* _Exercise requirements_:
Below are the records; restate all of them word for word.

Start of Exercise materials

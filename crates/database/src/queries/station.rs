use model::{
    location::User,
    station::Station,
    WithId,
};
use price_tracking::database::Result;
use sqlx::{Executor, Postgres};
use utility::id::Id;

use crate::data_model::station::StationRow;

use super::convert_error;

/// Creates the station if its upstream id is not known yet. Of two
/// concurrent ingestions racing on the same new id, the loser simply keeps
/// the winner's row.
pub async fn insert_if_absent<'c, E>(
    executor: E,
    station: &WithId<Station>,
) -> Result<()>
where
    E: Executor<'c, Database = Postgres>,
{
    sqlx::query(
        "
        INSERT INTO stations(
            id,
            name,
            address,
            postal_code,
            city,
            latitude,
            longitude
        )
        VALUES ($1, $2, $3, $4, $5, $6, $7)
        ON CONFLICT (id) DO NOTHING;
        ",
    )
    .bind(station.id.raw())
    .bind(&station.content.name)
    .bind(&station.content.address)
    .bind(&station.content.postal_code)
    .bind(&station.content.city)
    .bind(station.content.latitude)
    .bind(station.content.longitude)
    .execute(executor)
    .await
    .map_err(convert_error)
    .map(|_| ())
}

/// Associates the user with the station; already associated users are a
/// no-op.
pub async fn associate_user<'c, E>(
    executor: E,
    station: Id<Station>,
    user: Id<User>,
) -> Result<()>
where
    E: Executor<'c, Database = Postgres>,
{
    sqlx::query(
        "
        INSERT INTO station_users(station_id, user_id)
        VALUES ($1, $2)
        ON CONFLICT DO NOTHING;
        ",
    )
    .bind(station.raw())
    .bind(user.raw())
    .execute(executor)
    .await
    .map_err(convert_error)
    .map(|_| ())
}

pub async fn get<'c, E>(executor: E, id: Id<Station>) -> Result<WithId<Station>>
where
    E: Executor<'c, Database = Postgres>,
{
    sqlx::query_as(
        "
        SELECT
            id, name, address, postal_code, city, latitude, longitude
        FROM
            stations
        WHERE id = $1;
        ",
    )
    .bind(id.raw())
    .fetch_one(executor)
    .await
    .map_err(convert_error)
    .map(|row: StationRow| row.to_model())
}

pub async fn get_for_user<'c, E>(
    executor: E,
    user: Id<User>,
) -> Result<Vec<WithId<Station>>>
where
    E: Executor<'c, Database = Postgres>,
{
    sqlx::query_as(
        "
        SELECT
            s.id, s.name, s.address, s.postal_code, s.city,
            s.latitude, s.longitude
        FROM
            stations s
            JOIN station_users su ON su.station_id = s.id
        WHERE su.user_id = $1
        ORDER BY s.id;
        ",
    )
    .bind(user.raw())
    .fetch_all(executor)
    .await
    .map_err(convert_error)
    .map(|rows: Vec<StationRow>| {
        rows.into_iter().map(|row| row.to_model()).collect()
    })
}
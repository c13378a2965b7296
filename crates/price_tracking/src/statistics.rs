use itertools::Itertools;
use model::{
    price::{PriceRecord, PriceStatistics},
    station::Station,
    WithId,
};

use crate::{RequestError, RequestResult};

/// Reduces the parsed price records of one ingestion run to the cheapest
/// station set and the aggregate statistics.
///
/// The cheapest set contains every record priced `<=` the minimum rather
/// than `==`, which tolerates the noise introduced by the decimal-to-float
/// conversion; in practice it is the set of all stations tied at the
/// minimum, with no arbitrary tie-break.
///
/// Calling this with zero records is a precondition violation; the caller
/// has to skip the call when parsing produced nothing.
pub fn compute_statistics(
    records: &[PriceRecord],
) -> RequestResult<(Vec<WithId<Station>>, PriceStatistics)> {
    assert!(
        !records.is_empty(),
        "compute_statistics requires at least one price record"
    );

    let mut amounts = Vec::with_capacity(records.len());
    for record in records {
        let amount: f64 = record.amount.parse().map_err(|_| {
            RequestError::DataIntegrity(format!(
                "unparsable price amount {:?} for station {}",
                record.amount, record.station.id
            ))
        })?;
        amounts.push(amount);
    }

    let min_amount = amounts.iter().copied().fold(f64::INFINITY, f64::min);
    let max_amount = amounts.iter().copied().fold(f64::NEG_INFINITY, f64::max);

    let cheapest = records
        .iter()
        .zip(&amounts)
        .filter(|(_, amount)| **amount <= min_amount)
        .map(|(record, _)| record.station.clone())
        .collect::<Vec<_>>();

    let average_amount = amounts.iter().sum::<f64>() / amounts.len() as f64;
    let median_amount = median(&amounts);

    Ok((
        cheapest,
        PriceStatistics {
            min_amount,
            max_amount,
            average_amount,
            median_amount,
        },
    ))
}

fn median(amounts: &[f64]) -> f64 {
    let sorted = amounts
        .iter()
        .copied()
        .sorted_by(|a, b| a.total_cmp(b))
        .collect::<Vec<_>>();
    let middle = sorted.len() / 2;
    if sorted.len() % 2 == 0 {
        (sorted[middle - 1] + sorted[middle]) / 2.0
    } else {
        sorted[middle]
    }
}

#[cfg(test)]
mod tests {
    use model::location::FuelType;
    use utility::id::Id;

    use super::*;

    fn record(station_id: i64, amount: &str) -> PriceRecord {
        PriceRecord {
            station: WithId::new(
                Id::new(station_id),
                Station {
                    name: format!("Station {station_id}"),
                    address: format!("Address {station_id}"),
                    postal_code: "1010".to_owned(),
                    city: "Wien".to_owned(),
                    latitude: 48.0,
                    longitude: 16.0,
                },
            ),
            fuel_type: FuelType::Diesel,
            amount: amount.to_owned(),
        }
    }

    #[test]
    fn includes_all_stations_tied_at_the_minimum() {
        let records = [
            record(1, "1.0"),
            record(2, "1.0"),
            record(3, "1.5"),
            record(4, "2.0"),
        ];
        let (cheapest, stats) = compute_statistics(&records).unwrap();

        let cheapest_ids =
            cheapest.iter().map(|s| s.id.raw()).collect::<Vec<_>>();
        assert_eq!(cheapest_ids, vec![1, 2]);
        assert_eq!(stats.min_amount, 1.0);
        assert_eq!(stats.max_amount, 2.0);
        assert_eq!(stats.average_amount, 1.375);
        assert_eq!(stats.median_amount, 1.25);
    }

    #[test]
    fn median_of_odd_count_is_the_middle_value() {
        let records = [record(1, "1.2"), record(2, "1.8"), record(3, "1.4")];
        let (_, stats) = compute_statistics(&records).unwrap();
        assert_eq!(stats.median_amount, 1.4);
    }

    #[test]
    fn single_record_is_its_own_statistics() {
        let records = [record(7, "1.339")];
        let (cheapest, stats) = compute_statistics(&records).unwrap();
        assert_eq!(cheapest.len(), 1);
        assert_eq!(cheapest[0].id.raw(), 7);
        assert_eq!(stats.min_amount, 1.339);
        assert_eq!(stats.max_amount, 1.339);
        assert_eq!(stats.average_amount, 1.339);
        assert_eq!(stats.median_amount, 1.339);
    }

    #[test]
    fn unparsable_amount_is_a_data_integrity_error() {
        let records = [record(1, "not-a-price")];
        match compute_statistics(&records) {
            Err(RequestError::DataIntegrity(_)) => {}
            other => panic!("expected data integrity error, got {other:?}"),
        }
    }

    #[test]
    #[should_panic]
    fn empty_input_violates_the_precondition() {
        let _ = compute_statistics(&[]);
    }
}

End of Exercise materials

* _Worked solution_:
filename crates/database/src/queries/station.rs
use model::{
    location::User,
    station::Station,
    WithId,
};
use price_tracking::database::Result;
use sqlx::{Executor, Postgres};
use utility::id::Id;

use crate::data_model::station::StationRow;

use super::convert_error;

/// Creates the station if its upstream id is not known yet. Of two
/// concurrent ingestions racing on the same new id, the loser simply keeps
/// the winner's row.
pub async fn insert_if_absent<'c, E>(
    executor: E,
    station: &WithId<Station>,
) -> Result<()>
where
    E: Executor<'c, Database = Postgres>,
{
    sqlx::query(
        "
        INSERT INTO stations(
            id,
            name,
            address,
            postal_code,
            city,
            latitude,
            longitude
        )
        VALUES ($1, $2, $3, $4, $5, $6, $7)
        ON CONFLICT (id) DO NOTHING;
        ",
    )
    .bind(station.id.raw())
    .bind(&station.content.name)
    .bind(&station.content.address)
    .bind(&station.content.postal_code)
    .bind(&station.content.city)
    .bind(station.content.latitude)
    .bind(station.content.longitude)
    .execute(executor)
    .await
    .map_err(convert_error)
    .map(|_| ())
}

/// Associates the user with the station; already associated users are a
/// no-op.
pub async fn associate_user<'c, E>(
    executor: E,
    station: Id<Station>,
    user: Id<User>,
) -> Result<()>
where
    E: Executor<'c, Database = Postgres>,
{
    sqlx::query(
        "
        INSERT INTO station_users(station_id, user_id)
        VALUES ($1, $2)
        ON CONFLICT DO NOTHING;
        ",
    )
    .bind(station.raw())
    .bind(user.raw())
    .execute(executor)
    .await
    .map_err(convert_error)
    .map(|_| ())
}

pub async fn get<'c, E>(executor: E, id: Id<Station>) -> Result<WithId<Station>>
where
    E: Executor<'c, Database = Postgres>,
{
    sqlx::query_as(
        "
        SELECT
            id, name, address, postal_code, city, latitude, longitude
        FROM
            stations
        WHERE id = $1;
        ",
    )
    .bind(id.raw())
    .fetch_one(executor)
    .await
    .map_err(convert_error)
    .map(|row: StationRow| row.to_model())
}

pub async fn get_for_user<'c, E>(
    executor: E,
    user: Id<User>,
) -> Result<Vec<WithId<Station>>>
where
    E: Executor<'c, Database = Postgres>,
{
    sqlx::query_as(
        "
        SELECT
            s.id, s.name, s.address, s.postal_code, s.city,
            s.latitude, s.longitude
        FROM
            stations s
            JOIN station_users su ON su.station_id = s.id
        WHERE su.user_id = $1
        ORDER BY s.id;
        ",
    )
    .bind(user.raw())
    .fetch_all(executor)
    .await
    .map_err(convert_error)
    .map(|rows: Vec<StationRow>| {
        rows.into_iter().map(|row| row.to_model()).collect()
    })
}
repository c13378a2965b7296
filename crates/price_tracking/src/statistics.rs
use itertools::Itertools;
use model::{
    price::{PriceRecord, PriceStatistics},
    station::Station,
    WithId,
};

use crate::{RequestError, RequestResult};

/// Reduces the parsed price records of one ingestion run to the cheapest
/// station set and the aggregate statistics.
///
/// The cheapest set contains every record priced `<=` the minimum rather
/// than `==`, which tolerates the noise introduced by the decimal-to-float
/// conversion; in practice it is the set of all stations tied at the
/// minimum, with no arbitrary tie-break.
///
/// Calling this with zero records is a precondition violation; the caller
/// has to skip the call when parsing produced nothing.
pub fn compute_statistics(
    records: &[PriceRecord],
) -> RequestResult<(Vec<WithId<Station>>, PriceStatistics)> {
    assert!(
        !records.is_empty(),
        "compute_statistics requires at least one price record"
    );

    let mut amounts = Vec::with_capacity(records.len());
    for record in records {
        let amount: f64 = record.amount.parse().map_err(|_| {
            RequestError::DataIntegrity(format!(
                "unparsable price amount {:?} for station {}",
                record.amount, record.station.id
            ))
        })?;
        amounts.push(amount);
    }

    let min_amount = amounts.iter().copied().fold(f64::INFINITY, f64::min);
    let max_amount = amounts.iter().copied().fold(f64::NEG_INFINITY, f64::max);

    let cheapest = records
        .iter()
        .zip(&amounts)
        .filter(|(_, amount)| **amount <= min_amount)
        .map(|(record, _)| record.station.clone())
        .collect::<Vec<_>>();

    let average_amount = amounts.iter().sum::<f64>() / amounts.len() as f64;
    let median_amount = median(&amounts);

    Ok((
        cheapest,
        PriceStatistics {
            min_amount,
            max_amount,
            average_amount,
            median_amount,
        },
    ))
}

fn median(amounts: &[f64]) -> f64 {
    let sorted = amounts
        .iter()
        .copied()
        .sorted_by(|a, b| a.total_cmp(b))
        .collect::<Vec<_>>();
    let middle = sorted.len() / 2;
    if sorted.len() % 2 == 0 {
        (sorted[middle - 1] + sorted[middle]) / 2.0
    } else {
        sorted[middle]
    }
}

#[cfg(test)]
mod tests {
    use model::location::FuelType;
    use utility::id::Id;

    use super::*;

    fn record(station_id: i64, amount: &str) -> PriceRecord {
        PriceRecord {
            station: WithId::new(
                Id::new(station_id),
                Station {
                    name: format!("Station {station_id}"),
                    address: format!("Address {station_id}"),
                    postal_code: "1010".to_owned(),
                    city: "Wien".to_owned(),
                    latitude: 48.0,
                    longitude: 16.0,
                },
            ),
            fuel_type: FuelType::Diesel,
            amount: amount.to_owned(),
        }
    }

    #[test]
    fn includes_all_stations_tied_at_the_minimum() {
        let records = [
            record(1, "1.0"),
            record(2, "1.0"),
            record(3, "1.5"),
            record(4, "2.0"),
        ];
        let (cheapest, stats) = compute_statistics(&records).unwrap();

        let cheapest_ids =
            cheapest.iter().map(|s| s.id.raw()).collect::<Vec<_>>();
        assert_eq!(cheapest_ids, vec![1, 2]);
        assert_eq!(stats.min_amount, 1.0);
        assert_eq!(stats.max_amount, 2.0);
        assert_eq!(stats.average_amount, 1.375);
        assert_eq!(stats.median_amount, 1.25);
    }

    #[test]
    fn median_of_odd_count_is_the_middle_value() {
        let records = [record(1, "1.2"), record(2, "1.8"), record(3, "1.4")];
        let (_, stats) = compute_statistics(&records).unwrap();
        assert_eq!(stats.median_amount, 1.4);
    }

    #[test]
    fn single_record_is_its_own_statistics() {
        let records = [record(7, "1.339")];
        let (cheapest, stats) = compute_statistics(&records).unwrap();
        assert_eq!(cheapest.len(), 1);
        assert_eq!(cheapest[0].id.raw(), 7);
        assert_eq!(stats.min_amount, 1.339);
        assert_eq!(stats.max_amount, 1.339);
        assert_eq!(stats.average_amount, 1.339);
        assert_eq!(stats.median_amount, 1.339);
    }

    #[test]
    fn unparsable_amount_is_a_data_integrity_error() {
        let records = [record(1, "not-a-price")];
        match compute_statistics(&records) {
            Err(RequestError::DataIntegrity(_)) => {}
            other => panic!("expected data integrity error, got {other:?}"),
        }
    }

    #[test]
    #[should_panic]
    fn empty_input_violates_the_precondition() {
        let _ = compute_statistics(&[]);
    }
}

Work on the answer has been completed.